## RECORDS TO USE
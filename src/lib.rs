//! rxforms – the templating and schema-mapping core behind the pricing
//! administration screens.
//!
//! The admin handlers (list, filter, create, update, clone, soft-delete) are
//! thin I/O glue around a few pieces of logic that every one of them reuses:
//! * [`template`] – a small text template language with sections, inverted
//!   sections and variables, used to render HTML fragments for the HTMX client.
//! * [`schema`] – normalizes flat, parent-linked configuration rows into an
//!   ordered category → (subcategory) → field tree.
//! * [`mapper`] – translates between that tree, flat form submissions and the
//!   nested JSON values stored per record, and renders form and summary markup.
//! * [`naming`] – composes human readable names from selected labels and
//!   makes them unique against existing records.
//!
//! Supporting modules:
//! * [`cache`] – an explicitly passed, byte-bounded cache of template text.
//! * [`settings`] – layered configuration through the `config` crate.
//! * [`error`] – the crate error type.
//!
//! ## Quick Start
//! ```
//! use rxforms::schema::{ConfigRow, RowLevel, SchemaTree};
//! use rxforms::mapper::{build_from_form, generate_display_html};
//! use std::collections::HashMap;
//!
//! let schema = SchemaTree::from_rows(&[
//!     ConfigRow::new(RowLevel::Category, "brand", "Brand", 1, None),
//!     ConfigRow::new(RowLevel::Field, "awp_discount", "AWP Discount", 1, Some("brand")),
//! ]);
//! let mut form = HashMap::new();
//! form.insert("brand__awp_discount".to_string(), "18".to_string());
//! let values = build_from_form(&form, &schema);
//! assert!(generate_display_html(&schema, &values).contains("18%"));
//! ```
//!
//! ## Known limitations
//! Substituted template values are not rescanned for directives, so rendering
//! a rendered text again is not equivalent to rendering once. Name uniqueness
//! is advisory; the store must enforce it.

pub mod cache;
pub mod error;
pub mod mapper;
pub mod naming;
pub mod schema;
pub mod settings;
pub mod template;

pub use error::{Result, RxformsError};
use std::sync::atomic::{AtomicUsize, Ordering};

use chrono::NaiveDate;

use rxforms::naming::{
    compose_base_name, generate_unique_name, ExhaustionPolicy, FnRegistry, MemoryNameRegistry, NameGenerator,
    MAX_NAME_LENGTH,
};
use rxforms::{Result, RxformsError};

fn date() -> Option<NaiveDate> {
    NaiveDate::from_ymd_opt(2025, 1, 1)
}

fn setup() -> MemoryNameRegistry {
    let registry = MemoryNameRegistry::new();
    registry.insert("1", "X").expect("insert");
    registry.insert("2", "X (2)").expect("insert");
    registry
}

#[test]
fn base_name_joins_labels_with_year() {
    let name = compose_base_name(&["CVS", "Standard", "<10K", "1 Year"], date());
    assert_eq!(name, "CVS | Standard | <10K | 1 Year - 2025");
    assert_eq!(compose_base_name::<&str>(&[], date()), " - 2025");
}

#[test]
fn many_long_labels_keep_first_and_last_two() {
    let labels: Vec<String> = ["a", "b", "c", "d", "e", "f"].iter().map(|c| c.repeat(50)).collect();
    let name = compose_base_name(&labels, date());
    let expected = format!("{} | {} | ... | {} | {} - 2025", labels[0], labels[1], labels[4], labels[5]);
    assert_eq!(name, expected);
    assert!(name.chars().count() <= MAX_NAME_LENGTH);
}

#[test]
fn oversized_kept_labels_are_cut_but_keep_the_year() {
    let labels: Vec<String> = ["a", "b", "c", "d", "e", "f"].iter().map(|c| c.repeat(100)).collect();
    let name = compose_base_name(&labels, date());
    assert_eq!(name.chars().count(), MAX_NAME_LENGTH);
    assert!(name.starts_with(&labels[0]));
    assert!(name.ends_with("... - 2025"));
}

#[test]
fn few_long_labels_are_cut_with_ellipsis() {
    let labels = ["é".repeat(200), "b".repeat(200)];
    let name = compose_base_name(&labels, date());
    assert_eq!(name.chars().count(), MAX_NAME_LENGTH);
    assert!(name.ends_with("..."));
    assert!(name.starts_with("éé"));
}

#[tokio::test]
async fn composed_name_is_kept_when_nothing_collides() {
    let base = compose_base_name(&["CVS", "Standard", "<10K", "1 Year"], date());
    let registry = FnRegistry(|_: &str, _: Option<&str>| -> Result<bool> { Ok(false) });
    assert_eq!(generate_unique_name(&base, &registry, None).await.expect("lookup"), base);
}

#[tokio::test]
async fn free_name_is_returned_as_is() {
    let registry = setup();
    assert_eq!(generate_unique_name("Y", &registry, None).await.expect("lookup"), "Y");
}

#[tokio::test]
async fn counters_skip_taken_names() {
    let registry = setup();
    assert_eq!(generate_unique_name("X", &registry, None).await.expect("lookup"), "X (3)");
    // lookups ignore case
    assert_eq!(generate_unique_name("x", &registry, None).await.expect("lookup"), "x (3)");
}

#[tokio::test]
async fn excluded_record_does_not_collide_with_itself() {
    let registry = setup();
    assert_eq!(generate_unique_name("X", &registry, Some("1")).await.expect("lookup"), "X");
    registry.remove("2").expect("remove");
    assert_eq!(generate_unique_name("X", &registry, None).await.expect("lookup"), "X (2)");
}

#[tokio::test]
async fn registry_errors_propagate() {
    let registry = FnRegistry(|_: &str, _: Option<&str>| -> Result<bool> { Err(RxformsError::Registry("store offline".into())) });
    let err = generate_unique_name("X", &registry, None).await.unwrap_err();
    assert!(matches!(err, RxformsError::Registry(_)));
}

#[tokio::test]
async fn exhaustion_policies() {
    let calls = AtomicUsize::new(0);
    let registry = FnRegistry(|_: &str, _: Option<&str>| -> Result<bool> {
        calls.fetch_add(1, Ordering::SeqCst);
        Ok(true)
    });
    let accepted = NameGenerator::new(3, ExhaustionPolicy::Accept).unique_name("X", &registry, None).await.expect("accepted");
    assert_eq!(accepted, "X (4)");
    assert_eq!(calls.load(Ordering::SeqCst), 4);

    let err = NameGenerator::new(3, ExhaustionPolicy::Reject).unique_name("X", &registry, None).await.unwrap_err();
    assert!(matches!(err, RxformsError::NameExhausted { attempts: 3, .. }));
}

#[tokio::test]
async fn default_generator_tries_one_hundred_counters() {
    let calls = AtomicUsize::new(0);
    let registry = FnRegistry(|_: &str, _: Option<&str>| -> Result<bool> {
        calls.fetch_add(1, Ordering::SeqCst);
        Ok(true)
    });
    let name = generate_unique_name("X", &registry, None).await.expect("accepted");
    assert_eq!(name, "X (101)");
    assert_eq!(calls.load(Ordering::SeqCst), 101);
}

#[tokio::test]
async fn counters_never_push_names_past_the_cap() {
    let base = "n".repeat(MAX_NAME_LENGTH);
    let registry = MemoryNameRegistry::new();
    registry.insert("1", &base).expect("insert");
    let name = generate_unique_name(&base, &registry, None).await.expect("lookup");
    assert_eq!(name.chars().count(), MAX_NAME_LENGTH);
    assert!(name.ends_with(" (2)"));
}
use std::path::{Path, PathBuf};

use chrono::NaiveDate;
use clap::{Parser, Subcommand};
use serde_json::{Map, Value};
use tracing::info;
use tracing_subscriber::EnvFilter;

use rxforms::cache::{DirectorySource, TemplateCache};
use rxforms::mapper::{build_from_form, FormMapper, MarkupTemplates, ValueTree};
use rxforms::naming::{compose_base_name, MemoryNameRegistry};
use rxforms::schema::SchemaTree;
use rxforms::settings::Settings;
use rxforms::template::Context;
use rxforms::{Result, RxformsError};

#[derive(Parser)]
#[command(name = "rxforms", about = "Render pricing templates, forms and names from local files")]
struct Cli {
    /// Settings file (defaults to ./rxforms.toml when present)
    #[arg(long, env = "RXFORMS_CONFIG")]
    config: Option<PathBuf>,
    #[command(subcommand)]
    command: Command,
}

#[derive(Subcommand)]
enum Command {
    /// Render a template with a JSON object as context
    Render {
        #[arg(long)]
        template: PathBuf,
        #[arg(long)]
        context: Option<PathBuf>,
    },
    /// Print the edit form for a schema, prefilled from stored values
    Form {
        #[arg(long)]
        schema: PathBuf,
        #[arg(long)]
        values: Option<PathBuf>,
    },
    /// Print the summary markup for stored values
    Display {
        #[arg(long)]
        schema: PathBuf,
        #[arg(long)]
        values: PathBuf,
    },
    /// Turn a submitted form (JSON object of field names) into stored values
    ParseForm {
        #[arg(long)]
        schema: PathBuf,
        #[arg(long)]
        form: PathBuf,
    },
    /// Compose a unique name from labels
    Name {
        #[arg(long = "label", required = true)]
        labels: Vec<String>,
        /// Effective date (YYYY-MM-DD) supplying the year
        #[arg(long)]
        effective_date: Option<NaiveDate>,
        /// JSON object of existing names keyed by record id
        #[arg(long)]
        existing: Option<PathBuf>,
        /// Record id to ignore when checking, as in updates
        #[arg(long)]
        exclude: Option<String>,
    },
}

fn read(path: &Path) -> Result<String> {
    Ok(std::fs::read_to_string(path)?)
}

fn read_json(path: &Path) -> Result<Value> {
    Ok(serde_json::from_str(&read(path)?)?)
}

async fn mapper(settings: &Settings) -> Result<FormMapper> {
    let templates = match &settings.cache.template_dir {
        Some(dir) => {
            let cache = TemplateCache::new(DirectorySource::new(dir), settings.cache.max_bytes);
            MarkupTemplates::load(&cache).await?
        }
        None => MarkupTemplates::default(),
    };
    Ok(FormMapper::new(settings.renderer(), templates))
}

async fn run(cli: Cli) -> Result<()> {
    let settings = Settings::load(cli.config.as_deref())?;
    info!(mode = ?settings.render.mode, "settings loaded");
    match cli.command {
        Command::Render { template, context } => {
            let context = match context {
                Some(path) => Context::from_json(&read_json(&path)?),
                None => Context::new(),
            };
            println!("{}", settings.renderer().render(&read(&template)?, &context));
        }
        Command::Form { schema, values } => {
            let schema = SchemaTree::from_json(&read(&schema)?)?;
            let values = match values {
                Some(path) => ValueTree::parse(&read(&path)?)?,
                None => ValueTree::new(),
            };
            println!("{}", mapper(&settings).await?.form_html(&schema, &values));
        }
        Command::Display { schema, values } => {
            let schema = SchemaTree::from_json(&read(&schema)?)?;
            let values = ValueTree::parse(&read(&values)?)?;
            println!("{}", mapper(&settings).await?.display_html(&schema, &values));
        }
        Command::ParseForm { schema, form } => {
            let schema = SchemaTree::from_json(&read(&schema)?)?;
            let form = match read_json(&form)? {
                Value::Object(map) => map,
                _ => Map::new(),
            };
            let values = build_from_form(&form, &schema);
            println!("{}", serde_json::to_string_pretty(&values)?);
        }
        Command::Name { labels, effective_date, existing, exclude } => {
            let registry = MemoryNameRegistry::new();
            if let Some(path) = existing {
                let Value::Object(names) = read_json(&path)? else {
                    return Err(RxformsError::Config("existing names must be a JSON object keyed by id".into()));
                };
                for (id, name) in names {
                    registry.insert(id, name.as_str().unwrap_or_default())?;
                }
            }
            let base = compose_base_name(&labels, effective_date);
            let name = settings.name_generator().unique_name(&base, &registry, exclude.as_deref()).await?;
            println!("{}", name);
        }
    }
    Ok(())
}

#[tokio::main]
async fn main() -> Result<()> {
    tracing_subscriber::fmt()
        .with_env_filter(EnvFilter::try_from_default_env().unwrap_or_else(|_| EnvFilter::new("info")))
        .with_writer(std::io::stderr)
        .init();
    run(Cli::parse()).await
}
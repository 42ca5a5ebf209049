//! Template text cache.
//!
//! Templates live in an external store (a blob bucket in production). A
//! [`TemplateCache`] is created once per process, passed explicitly to whoever
//! renders, and holds fetched templates up to a byte budget, evicting the
//! least recently used ones first.

use std::collections::HashMap;
use std::future::Future;
use std::path::{Component, Path, PathBuf};
use std::sync::{Arc, Mutex};

use tracing::{debug, trace};

use crate::error::{Result, RxformsError};

pub const DEFAULT_CACHE_BYTES: usize = 4 * 1024 * 1024;

/// Where template text comes from. `Ok(None)` means the key does not exist.
pub trait TemplateSource {
    fn fetch(&self, key: &str) -> impl Future<Output = Result<Option<String>>> + Send;
}

/// Templates read from files below a directory.
#[derive(Debug, Clone)]
pub struct DirectorySource {
    root: PathBuf,
}

impl DirectorySource {
    pub fn new(root: impl Into<PathBuf>) -> Self {
        Self { root: root.into() }
    }
    pub fn root(&self) -> &Path {
        &self.root
    }
}

impl TemplateSource for DirectorySource {
    async fn fetch(&self, key: &str) -> Result<Option<String>> {
        let relative = Path::new(key);
        if !relative.components().all(|c| matches!(c, Component::Normal(_))) {
            return Err(RxformsError::Source(format!("template key '{}' escapes the template directory", key)));
        }
        match tokio::fs::read_to_string(self.root.join(relative)).await {
            Ok(text) => Ok(Some(text)),
            Err(e) if e.kind() == std::io::ErrorKind::NotFound => Ok(None),
            Err(e) => Err(e.into()),
        }
    }
}

/// Templates held in memory, mostly useful for tests and defaults.
#[derive(Debug, Clone, Default)]
pub struct StaticSource {
    templates: HashMap<String, String>,
}

impl StaticSource {
    pub fn new() -> Self {
        Self::default()
    }
    pub fn with(mut self, key: impl Into<String>, text: impl Into<String>) -> Self {
        self.templates.insert(key.into(), text.into());
        self
    }
}

impl TemplateSource for StaticSource {
    async fn fetch(&self, key: &str) -> Result<Option<String>> {
        Ok(self.templates.get(key).cloned())
    }
}

#[derive(Debug)]
struct Entry {
    text: Arc<str>,
    last_used: u64,
}

#[derive(Debug, Default)]
struct CacheState {
    entries: HashMap<String, Entry>,
    bytes: usize,
    clock: u64,
}

impl CacheState {
    fn touch(&mut self, key: &str) -> Option<Arc<str>> {
        self.clock += 1;
        let clock = self.clock;
        self.entries.get_mut(key).map(|e| {
            e.last_used = clock;
            Arc::clone(&e.text)
        })
    }
    fn remove(&mut self, key: &str) -> bool {
        match self.entries.remove(key) {
            Some(e) => {
                self.bytes -= e.text.len();
                true
            }
            None => false,
        }
    }
    fn evict_until(&mut self, max_bytes: usize) {
        while self.bytes > max_bytes {
            let oldest = self.entries.iter().min_by_key(|(_, e)| e.last_used).map(|(k, _)| k.clone());
            match oldest {
                Some(key) => {
                    trace!(%key, "evicting template");
                    self.remove(&key);
                }
                None => break,
            }
        }
    }
}

/// Byte-bounded template cache in front of a [`TemplateSource`].
#[derive(Debug)]
pub struct TemplateCache<S> {
    source: S,
    max_bytes: usize,
    state: Mutex<CacheState>,
}

impl<S: TemplateSource> TemplateCache<S> {
    pub fn new(source: S, max_bytes: usize) -> Self {
        Self { source, max_bytes, state: Mutex::new(CacheState::default()) }
    }

    pub fn source(&self) -> &S {
        &self.source
    }

    pub fn max_bytes(&self) -> usize {
        self.max_bytes
    }

    /// The template for `key`, fetched on a miss. Templates larger than the
    /// whole budget are returned but not kept.
    pub async fn get(&self, key: &str) -> Result<Option<Arc<str>>> {
        {
            let mut state = self.state.lock()?;
            if let Some(text) = state.touch(key) {
                trace!(key, "template cache hit");
                return Ok(Some(text));
            }
        }
        let Some(text) = self.source.fetch(key).await? else {
            debug!(key, "template not found in source");
            return Ok(None);
        };
        let text: Arc<str> = Arc::from(text);
        if text.len() > self.max_bytes {
            debug!(key, bytes = text.len(), "template exceeds cache budget, not caching");
            return Ok(Some(text));
        }
        let mut state = self.state.lock()?;
        state.remove(key);
        state.clock += 1;
        let last_used = state.clock;
        state.bytes += text.len();
        state.entries.insert(key.to_string(), Entry { text: Arc::clone(&text), last_used });
        state.evict_until(self.max_bytes);
        debug!(key, bytes = state.bytes, entries = state.entries.len(), "template cached");
        Ok(Some(text))
    }

    /// Drops `key` so the next `get` refetches it. Returns whether it was cached.
    pub fn invalidate(&self, key: &str) -> Result<bool> {
        Ok(self.state.lock()?.remove(key))
    }

    pub fn clear(&self) -> Result<()> {
        let mut state = self.state.lock()?;
        state.entries.clear();
        state.bytes = 0;
        Ok(())
    }

    pub fn len(&self) -> Result<usize> {
        Ok(self.state.lock()?.entries.len())
    }

    pub fn is_empty(&self) -> Result<bool> {
        Ok(self.state.lock()?.entries.is_empty())
    }

    /// Bytes of template text currently held.
    pub fn bytes(&self) -> Result<usize> {
        Ok(self.state.lock()?.bytes)
    }
}
//! Text templates with conditional sections.
//!
//! Three directive forms are understood:
//! * `{{KEY}}` – replaced by the string form of the context value (or nothing).
//! * `{{#KEY}} ... {{/KEY}}` – kept when `KEY` is present in the context.
//! * `{{^KEY}} ... {{/KEY}}` – kept when `KEY` is *not* present.
//!
//! A value is present unless it is `false`, numeric zero, the empty string or
//! null/unset. Rendering never fails: unmatched or malformed tags are emitted
//! as literal text and unknown keys render as the empty string.
//!
//! Sections are resolved in passes. In each pass every `{{#KEY}}` opener,
//! leftmost first, is paired with the first `{{/KEY}}` after it and the block
//! is replaced by its inside or by nothing. Scanning resumes after the close
//! tag, so the inside of a kept block waits for the next pass. Passes repeat
//! until nothing changes, then inverted sections are resolved by one pass of
//! the same kind and variables are substituted last.
//!
//! Two engines implement this through [`RenderMode`]. The default unbounded
//! engine tokenizes once with the pest grammar in `template.pest` and runs
//! the passes over the token list with no limit, so any depth of nesting
//! resolves. Tags are recognized in the template as written: removing a
//! block never joins its neighbours into a new tag. The fixed-point engine
//! rewrites the text with regexes and stops after the pass limit, leaving
//! tags behind when sections nest deeper than that.
//!
//! Substituted values are never scanned for directives, so rendering an
//! already rendered text is not the same as rendering once.
//!
//! ```
//! use rxforms::template::{render, Context};
//! let ctx = Context::new().with("A", 0);
//! assert_eq!(render("{{#A}}yes{{/A}}{{^A}}no{{/A}}", &ctx), "no");
//! ```

use std::collections::{BTreeMap, BTreeSet, HashMap};
use std::fmt;

use lazy_static::lazy_static;
use pest::Parser;
use pest_derive::Parser;
use regex::Regex;
use serde::Deserialize;
use tracing::{trace, warn};

/// Number of rewrite passes the fixed-point engine makes over nested sections.
pub const DEFAULT_SECTION_PASS_LIMIT: usize = 10;

#[derive(Parser)]
#[grammar = "template.pest"]
struct TemplateParser;

// ------------- Context -------------
#[derive(Debug, Clone, PartialEq)]
pub enum ContextValue {
    Text(String),
    Number(f64),
    Bool(bool),
    Null,
}

impl ContextValue {
    /// Whether a section keyed on this value is rendered.
    pub fn is_present(&self) -> bool {
        match self {
            ContextValue::Text(s) => !s.is_empty(),
            ContextValue::Number(n) => *n != 0.0 && !n.is_nan(),
            ContextValue::Bool(b) => *b,
            ContextValue::Null => false,
        }
    }
}

impl fmt::Display for ContextValue {
    fn fmt(&self, f: &mut fmt::Formatter) -> fmt::Result {
        match self {
            ContextValue::Text(s) => write!(f, "{}", s),
            ContextValue::Number(n) => write!(f, "{}", format_number(*n)),
            ContextValue::Bool(b) => write!(f, "{}", b),
            ContextValue::Null => Ok(()),
        }
    }
}

// integral values print without a fractional part, the way a browser would
fn format_number(n: f64) -> String {
    if n == 0.0 {
        "0".to_string()
    } else if n.is_infinite() {
        if n > 0.0 { "Infinity".to_string() } else { "-Infinity".to_string() }
    } else {
        n.to_string()
    }
}
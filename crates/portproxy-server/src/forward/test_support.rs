//! Loopback fixtures shared by the engine and registry tests.

use super::{ForwardContext, Terminator};
use portproxy_core::{AccessController, AccessPolicy};
use std::collections::HashSet;
use std::net::{IpAddr, Ipv4Addr, SocketAddr};
use std::sync::{Arc, Mutex};
use tokio::net::{TcpListener, UdpSocket};

pub(crate) fn context_with(policy: AccessPolicy) -> ForwardContext {
    ForwardContext::new(
        AccessController::new(&policy, None),
        Terminator::spawn(),
        IpAddr::V4(Ipv4Addr::LOCALHOST),
    )
}

pub(crate) fn context(allow_loopback: bool) -> ForwardContext {
    context_with(AccessPolicy {
        allow_loopback,
        ..Default::default()
    })
}

pub(crate) fn payload(len: usize) -> Vec<u8> {
    (0..len).map(|i| (i % 251) as u8).collect()
}

/// TCP echo server on an ephemeral loopback port.
pub(crate) async fn tcp_echo() -> u16 {
    let listener = TcpListener::bind("127.0.0.1:0").await.unwrap();
    let port = listener.local_addr().unwrap().port();
    tokio::spawn(async move {
        while let Ok((mut stream, _)) = listener.accept().await {
            tokio::spawn(async move {
                let (mut r, mut w) = stream.split();
                let _ = tokio::io::copy(&mut r, &mut w).await;
            });
        }
    });
    port
}

/// UDP echo server that also records every distinct peer it has seen.
pub(crate) async fn udp_echo() -> (u16, Arc<Mutex<HashSet<SocketAddr>>>) {
    let socket = UdpSocket::bind("127.0.0.1:0").await.unwrap();
    let port = socket.local_addr().unwrap().port();
    let peers = Arc::new(Mutex::new(HashSet::new()));
    let seen = peers.clone();
    tokio::spawn(async move {
        let mut buf = vec![0u8; 65536];
        while let Ok((n, from)) = socket.recv_from(&mut buf).await {
            seen.lock().unwrap().insert(from);
            let _ = socket.send_to(&buf[..n], from).await;
        }
    });
    (port, peers)
}

/// A loopback port that nothing listens on (at the time of the call).
pub(crate) async fn unused_port() -> u16 {
    let listener = TcpListener::bind("127.0.0.1:0").await.unwrap();
    listener.local_addr().unwrap().port()
}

## WHAT TO WORK ON
Give back exactly the lines of the listing above, starting with its first line and ending with the line that holds "with sections, inverted".

## OUTPUT FOR THIS TASK
filename src/lib.rs
//! rxforms – the templating and schema-mapping core behind the pricing
//! administration screens.
//!
//! The admin handlers (list, filter, create, update, clone, soft-delete) are
//! thin I/O glue around a few pieces of logic that every one of them reuses:
//! * [`template`] – a small text template language with sections, inverted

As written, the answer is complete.